Smoothed Differential Privacy

Differential privacy (DP) is a widely-accepted and widely-applied notion of privacy based on worst-case analysis. Often, DP classifies most mechanisms without external noise as non-private [Dwork et al., 2014], and external noises, such as Gaussian noise or Laplacian noise [Dwork et al., 2006], are introduced to improve privacy. In many real-world applications, however, adding external noise is undesirable and sometimes prohibited.
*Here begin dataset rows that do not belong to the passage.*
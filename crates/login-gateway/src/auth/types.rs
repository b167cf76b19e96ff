//! Auth-related types.

use serde::{Deserialize, Serialize};

/// Scopes requested at login and during the code exchange.
pub const LOGIN_SCOPES: [&str; 4] = ["openid", "profile", "email", "User.Read"];

/// Claims read from the identity provider's ID token.
#[derive(Debug, Clone, Default, PartialEq, Eq, Serialize, Deserialize)]
pub struct IdTokenClaims {
    /// Tenant the user signed in from
    pub tid: Option<String>,
    /// Object id of the user within the tenant
    pub oid: Option<String>,
    pub sub: Option<String>,
    pub name: Option<String>,
    pub preferred_username: Option<String>,
    pub email: Option<String>,
}

/// Signed-in account, as kept in the session.
#[derive(Debug, Clone, PartialEq, Eq, Serialize, Deserialize)]
pub struct Account {
    /// `{oid}.{tid}`
    pub home_account_id: String,
    pub username: String,
    pub name: Option<String>,
    pub tenant_id: String,
    pub id_token_claims: IdTokenClaims,
}

impl Account {
    pub fn from_claims(claims: IdTokenClaims) -> Self {
        let tenant_id = claims.tid.clone().unwrap_or_default();
        let home_account_id = match (claims.oid.as_deref(), claims.tid.as_deref()) {
            (Some(oid), Some(tid)) => format!("{}.{}", oid, tid),
            _ => String::new(),
        };
        let username = claims
            .preferred_username
            .clone()
            .or_else(|| claims.email.clone())
            .unwrap_or_default();

        Account {
            home_account_id,
            username,
            name: claims.name.clone(),
            tenant_id,
            id_token_claims: claims,
        }
    }

    /// Tenant used as the subscription key: the `tid` claim, else the tenant
    /// half of the home account id, else empty.
    pub fn subscription_tenant_id(&self) -> String {
        if let Some(tid) = self.id_token_claims.tid.as_deref().filter(|t| !t.is_empty()) {
            return tid.to_string();
        }

        self.home_account_id
            .split('.')
            .nth(1)
            .unwrap_or_default()
            .to_string()
    }

    pub fn display_name(&self) -> &str {
        non_empty(self.name.as_deref())
            .or_else(|| non_empty(Some(&self.username)))
            .unwrap_or("User")
    }

    pub fn username_or_name(&self) -> &str {
        non_empty(Some(&self.username))
            .or_else(|| non_empty(self.name.as_deref()))
            .unwrap_or("")
    }
}

fn non_empty(value: Option<&str>) -> Option<&str> {
    value.filter(|v| !v.is_empty())
}

/// Outcome of a successful authorization-code exchange.
#[derive(Debug, Clone)]
pub struct AuthenticationResult {
    pub account: Account,
    pub access_token: String,
}
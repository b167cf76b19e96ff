//! Identity provider client for the Microsoft identity platform (v2.0
//! endpoints).

use async_trait::async_trait;
use jsonwebtoken::{decode, Algorithm, DecodingKey, Validation};
use serde::Deserialize;

use crate::config::GatewayConfig;
use crate::error::{GatewayError, GatewayResult};

use super::types::{Account, AuthenticationResult, IdTokenClaims};

#[async_trait]
pub trait IdentityProvider: Send + Sync {
    /// URL of the authorization endpoint the browser is sent to.
    async fn auth_code_url(
        &self,
        scopes: &[&str],
        redirect_uri: &str,
        state: &str,
    ) -> GatewayResult<String>;

    /// Redeem an authorization code for tokens and the signed-in account.
    async fn acquire_token_by_code(
        &self,
        code: &str,
        scopes: &[&str],
        redirect_uri: &str,
    ) -> GatewayResult<AuthenticationResult>;

    /// Provider sign-out URL that returns the browser to `post_logout_redirect_uri`.
    fn logout_url(&self, post_logout_redirect_uri: &str) -> String;
}

/// Confidential client against `{authority}/oauth2/v2.0/*`.
pub struct MicrosoftIdentity {
    http: reqwest::Client,
    authority: String,
    client_id: String,
    client_secret: String,
}

impl MicrosoftIdentity {
    pub fn new(
        http: reqwest::Client,
        authority: impl Into<String>,
        client_id: impl Into<String>,
        client_secret: impl Into<String>,
    ) -> Self {
        Self {
            http,
            authority: authority.into(),
            client_id: client_id.into(),
            client_secret: client_secret.into(),
        }
    }

    pub fn from_config(config: &GatewayConfig, http: reqwest::Client) -> Self {
        Self::new(
            http,
            config.authority(),
            config.client_id.clone(),
            config.client_secret.clone(),
        )
    }

    fn endpoint(&self, name: &str) -> String {
        format!("{}/oauth2/v2.0/{}", self.authority, name)
    }

    /// Read the claims of an ID token received directly from the token
    /// endpoint over TLS. The audience must be this client and the token
    /// must not be expired.
    pub fn decode_id_token(&self, id_token: &str) -> GatewayResult<IdTokenClaims> {
        let mut validation = Validation::new(Algorithm::RS256);
        validation.insecure_disable_signature_validation();
        validation.set_audience(&[self.client_id.as_str()]);

        decode::<IdTokenClaims>(id_token, &DecodingKey::from_secret(&[]), &validation)
            .map(|data| data.claims)
            .map_err(|e| GatewayError::identity(format!("invalid id_token: {}", e)))
    }
}

#[derive(Debug, Deserialize)]
struct TokenResponse {
    access_token: String,
    id_token: Option<String>,
}

#[derive(Debug, Deserialize)]
struct TokenErrorResponse {
    error: String,
    error_description: Option<String>,
}

#[async_trait]
impl IdentityProvider for MicrosoftIdentity {
    async fn auth_code_url(
        &self,
        scopes: &[&str],
        redirect_uri: &str,
        state: &str,
    ) -> GatewayResult<String> {
        if self.client_id.is_empty() {
            return Err(GatewayError::identity("client id is not configured"));
        }

        let scope = scopes.join(" ");
        let params = [
            ("client_id", self.client_id.as_str()),
            ("response_type", "code"),
            ("redirect_uri", redirect_uri),
            ("response_mode", "query"),
            ("scope", scope.as_str()),
            ("state", state),
        ];

        let url = reqwest::Url::parse_with_params(&self.endpoint("authorize"), &params)
            .map_err(|e| GatewayError::identity(format!("invalid authority URL: {}", e)))?;

        Ok(url.to_string())
    }

    async fn acquire_token_by_code(
        &self,
        code: &str,
        scopes: &[&str],
        redirect_uri: &str,
    ) -> GatewayResult<AuthenticationResult> {
        let scope = scopes.join(" ");
        let response = self
            .http
            .post(self.endpoint("token"))
            .form(&[
                ("client_id", self.client_id.as_str()),
                ("client_secret", self.client_secret.as_str()),
                ("grant_type", "authorization_code"),
                ("code", code),
                ("redirect_uri", redirect_uri),
                ("scope", scope.as_str()),
            ])
            .send()
            .await?;

        if !response.status().is_success() {
            let status = response.status();
            let body = response.text().await.unwrap_or_default();
            let message = match serde_json::from_str::<TokenErrorResponse>(&body) {
                Ok(err) => format!(
                    "{} ({})",
                    err.error,
                    err.error_description.unwrap_or_default()
                ),
                Err(_) => body,
            };
            return Err(GatewayError::identity(format!(
                "token exchange failed with {}: {}",
                status, message
            )));
        }

        let tokens: TokenResponse = response.json().await?;
        let id_token = tokens
            .id_token
            .ok_or_else(|| GatewayError::identity("token response did not include an id_token"))?;
        let claims = self.decode_id_token(&id_token)?;

        Ok(AuthenticationResult {
            account: Account::from_claims(claims),
            access_token: tokens.access_token,
        })
    }

    fn logout_url(&self, post_logout_redirect_uri: &str) -> String {
        format!(
            "{}?post_logout_redirect_uri={}",
            self.endpoint("logout"),
            urlencoding::encode(post_logout_redirect_uri)
        )
    }
}

#[cfg(test)]
mod tests {
    use super::*;
    use crate::auth::types::LOGIN_SCOPES;
    use chrono::{Duration, Utc};
    use jsonwebtoken::{encode, EncodingKey, Header};
    use serde_json::json;

    fn identity() -> MicrosoftIdentity {
        MicrosoftIdentity::new(
            reqwest::Client::new(),
            "https://login.microsoftonline.com/tenant-1",
            "client-123",
            "secret",
        )
    }

    fn id_token(claims: serde_json::Value) -> String {
        encode(
            &Header::default(),
            &claims,
            &EncodingKey::from_secret(b"unrelated-signing-key"),
        )
        .unwrap()
    }

    #[tokio::test]
    async fn test_auth_code_url() {
        let url = identity()
            .auth_code_url(&LOGIN_SCOPES, "https://gateway.example.com/redirect", "abc")
            .await
            .expect("should build url");

        assert!(url.starts_with(
            "https://login.microsoftonline.com/tenant-1/oauth2/v2.0/authorize?"
        ));
        assert!(url.contains("client_id=client-123"));
        assert!(url.contains("response_type=code"));
        assert!(url.contains("redirect_uri=https%3A%2F%2Fgateway.example.com%2Fredirect"));
        assert!(url.contains("scope=openid+profile+email+User.Read"));
        assert!(url.contains("state=abc"));
    }

    #[tokio::test]
    async fn test_auth_code_url_requires_client_id() {
        let identity = MicrosoftIdentity::new(
            reqwest::Client::new(),
            "https://login.microsoftonline.com/tenant-1",
            "",
            "secret",
        );
        let result = identity
            .auth_code_url(&LOGIN_SCOPES, "https://gateway.example.com/redirect", "abc")
            .await;
        assert!(matches!(result, Err(GatewayError::Identity(_))));
    }

    #[tokio::test]
    async fn test_auth_code_url_rejects_bad_authority() {
        let identity = MicrosoftIdentity::new(reqwest::Client::new(), "not a url", "id", "s");
        let result = identity.auth_code_url(&LOGIN_SCOPES, "x", "abc").await;
        assert!(matches!(result, Err(GatewayError::Identity(_))));
    }

    #[test]
    fn test_logout_url_encodes_base_url() {
        assert_eq!(
            identity().logout_url("https://gateway.example.com"),
            "https://login.microsoftonline.com/tenant-1/oauth2/v2.0/logout\
             ?post_logout_redirect_uri=https%3A%2F%2Fgateway.example.com"
        );
    }

    #[test]
    fn test_decode_id_token_claims() {
        let exp = (Utc::now() + Duration::hours(1)).timestamp();
        let token = id_token(json!({
            "aud": "client-123",
            "exp": exp,
            "tid": "tenant-1",
            "oid": "oid-1",
            "name": "Alice",
            "preferred_username": "alice@contoso.com",
            "ver": "2.0"
        }));

        let claims = identity().decode_id_token(&token).expect("should decode");
        assert_eq!(claims.tid.as_deref(), Some("tenant-1"));
        assert_eq!(claims.name.as_deref(), Some("Alice"));
        assert_eq!(claims.preferred_username.as_deref(), Some("alice@contoso.com"));
    }

    #[test]
    fn test_decode_id_token_rejects_other_audience() {
        let exp = (Utc::now() + Duration::hours(1)).timestamp();
        let token = id_token(json!({ "aud": "someone-else", "exp": exp, "tid": "t" }));
        assert!(identity().decode_id_token(&token).is_err());
    }

    #[test]
    fn test_decode_id_token_rejects_expired() {
        let exp = (Utc::now() - Duration::hours(2)).timestamp();
        let token = id_token(json!({ "aud": "client-123", "exp": exp, "tid": "t" }));
        assert!(identity().decode_id_token(&token).is_err());
    }
}
//! HTML page loading and placeholder substitution.

use std::path::{Path, PathBuf};

use crate::error::{GatewayError, GatewayResult};

pub const INDEX: &str = "index.html";
pub const ERROR: &str = "error.html";
pub const PROFILE: &str = "profile.html";
pub const NO_SUBSCRIPTION: &str = "no-subscription.html";

/// Reads templates from the views directory. Files are read on every call.
#[derive(Debug, Clone)]
pub struct Templates {
    dir: PathBuf,
}

impl Templates {
    pub fn new(dir: impl Into<PathBuf>) -> Self {
        Self { dir: dir.into() }
    }

    pub async fn load(&self, file_name: &str) -> GatewayResult<String> {
        if Path::new(file_name).file_name().and_then(|n| n.to_str()) != Some(file_name) {
            return Err(GatewayError::template(
                file_name,
                std::io::Error::new(
                    std::io::ErrorKind::InvalidInput,
                    "template name must be a plain file name",
                ),
            ));
        }

        tokio::fs::read_to_string(self.dir.join(file_name))
            .await
            .map_err(|e| GatewayError::template(file_name, e))
    }
}

/// Replace every `{{key}}` in `template` with the escaped value, in a single
/// pass. Substituted values are never scanned again and unknown placeholders
/// are left as they are.
pub fn render(template: &str, values: &[(&str, &str)]) -> String {
    let mut html = String::with_capacity(template.len());
    let mut rest = template;

    while let Some(start) = rest.find("{{") {
        html.push_str(&rest[..start]);
        let after = &rest[start + 2..];

        let substitution = after.find("}}").and_then(|end| {
            let key = &after[..end];
            values
                .iter()
                .find(|(k, _)| *k == key)
                .map(|(_, value)| (end, *value))
        });

        match substitution {
            Some((end, value)) => {
                html.push_str(&escape_html(value));
                rest = &after[end + 2..];
            }
            None => {
                // keep one brace and rescan from the next
                html.push('{');
                rest = &rest[start + 1..];
            }
        }
    }

    html.push_str(rest);
    html
}

pub fn escape_html(input: &str) -> String {
    let mut escaped = String::with_capacity(input.len());
    for c in input.chars() {
        match c {
            '&' => escaped.push_str("&amp;"),
            '<' => escaped.push_str("&lt;"),
            '>' => escaped.push_str("&gt;"),
            '"' => escaped.push_str("&quot;"),
            '\'' => escaped.push_str("&#039;"),
            _ => escaped.push(c),
        }
    }
    escaped
}
//! Login, OAuth callback and logout handlers.

use axum::{
    extract::{Query, State},
    http::{header, HeaderMap, StatusCode},
    response::{AppendHeaders, IntoResponse, Response},
};
use serde::Deserialize;

use crate::error::{GatewayError, GatewayResult};
use crate::handlers::error_page;
use crate::session::{SessionData, SessionId};
use crate::AppState;

use super::types::LOGIN_SCOPES;

/// Step 1: send the browser to the identity provider's sign-in page.
pub async fn login(State(state): State<AppState>) -> Response {
    tracing::info!("login");

    match start_login(&state).await {
        Ok(response) => response,
        Err(e) => {
            tracing::error!("Failed to get auth url: {:?}", e);
            error_page(&state).await
        }
    }
}

async fn start_login(state: &AppState) -> GatewayResult<Response> {
    let csrf_state = uuid::Uuid::new_v4().to_string();
    let redirect_uri = state.config.redirect_uri();

    let auth_url = state
        .identity
        .auth_code_url(&LOGIN_SCOPES, &redirect_uri, &csrf_state)
        .await?;
    let state_cookie = state
        .session_cookie
        .build_login_state(&csrf_state)
        .map_err(|e| GatewayError::session(format!("failed to sign login state: {}", e)))?;

    Ok((
        StatusCode::FOUND,
        [
            (header::LOCATION, auth_url),
            (header::SET_COOKIE, state_cookie),
        ],
    )
        .into_response())
}

#[derive(Debug, Deserialize)]
pub struct RedirectParams {
    pub code: Option<String>,
    pub state: Option<String>,
    pub error: Option<String>,
    pub error_description: Option<String>,
}

/// Step 2: the identity provider sends the browser back with a code.
pub async fn redirect(
    State(state): State<AppState>,
    headers: HeaderMap,
    Query(params): Query<RedirectParams>,
) -> Response {
    tracing::info!("redirect");

    match handle_redirect_inner(&state, &headers, params).await {
        Ok(response) => response,
        Err(e) => {
            tracing::error!("Login callback failed: {:?}", e);
            error_page(&state).await
        }
    }
}

async fn handle_redirect_inner(
    state: &AppState,
    headers: &HeaderMap,
    params: RedirectParams,
) -> GatewayResult<Response> {
    if let Some(error) = params.error {
        return Err(GatewayError::identity(format!(
            "authorization failed: {} ({})",
            error,
            params.error_description.unwrap_or_default()
        )));
    }

    // Must match the value `/login` signed into the state cookie.
    let csrf_state = params.state.unwrap_or_default();
    if !state.session_cookie.verify_login_state(headers, &csrf_state) {
        return Err(GatewayError::identity("login state missing or mismatched"));
    }

    let code = params
        .code
        .filter(|c| !c.is_empty())
        .ok_or_else(|| GatewayError::identity("missing authorization code"))?;

    let result = state
        .identity
        .acquire_token_by_code(&code, &LOGIN_SCOPES, &state.config.redirect_uri())
        .await?;

    // A fresh id on every login so a pre-existing cookie cannot be fixated.
    if let Some(previous) = state.session_cookie.extract(headers) {
        if let Err(e) = state.sessions.destroy(&previous).await {
            tracing::warn!("Failed to drop previous session: {:?}", e);
        }
    }

    let session_id = SessionId::generate();
    let username = result.account.username.clone();
    state
        .sessions
        .set(
            &session_id,
            SessionData {
                user: result.account,
                access_token: result.access_token,
            },
        )
        .await?;

    let cookie = state
        .session_cookie
        .build(&session_id)
        .map_err(|e| GatewayError::session(format!("failed to sign session cookie: {}", e)))?;

    tracing::info!("Successful login for: {}", username);

    Ok((
        StatusCode::FOUND,
        [(header::LOCATION, "/profile")],
        AppendHeaders([
            (header::SET_COOKIE, cookie),
            (header::SET_COOKIE, state.session_cookie.clear_login_state()),
        ]),
    )
        .into_response())
}

/// Destroy the session and sign out at the identity provider.
pub async fn logout(State(state): State<AppState>, headers: HeaderMap) -> impl IntoResponse {
    let logout_url = state.identity.logout_url(&state.config.base_url());

    if let Some(session_id) = state.session_cookie.extract(&headers) {
        if let Err(e) = state.sessions.destroy(&session_id).await {
            tracing::error!("Session destroy error: {:?}", e);
        }
    }

    (
        StatusCode::FOUND,
        [
            (header::LOCATION, logout_url),
            (header::SET_COOKIE, state.session_cookie.clear()),
        ],
    )
}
For example, presidential elections often require a deterministic rule to be used [Liu et al., 2020], and small noises can lead to dramatic decreases in the prediction accuracy of deep neural networks, especially the underrepresented classes [Bagdasaryan et al., 2019]. In this paper, we propose a natural extension and relaxation of DP following the worst average-case idea behind the celebrated smoothed analysis [Spielman and Teng, 2004]. Our notion, the smoothed DP, can effectively measure the privacy leakage of mechanisms without external noises under realistic settings. We prove several strong properties of the smoothed DP, including composability, robustness to post-processing and etc. We proved that any discrete mechanism with sampling procedures is more private than what DP predicts. In comparison, many continuous mechanisms with sampling procedures are still non-private under smoothed DP. Experimentally, we first verified that the discrete sampling mechanisms are private in real-world elections. Then, we apply the smoothed DP notion on quantized gradient descent, which indicates some neural networks can be private without adding any extra noises. We believe that these results contribute to the theoretical foundation of realistic privacy measures beyond worst-case analysis.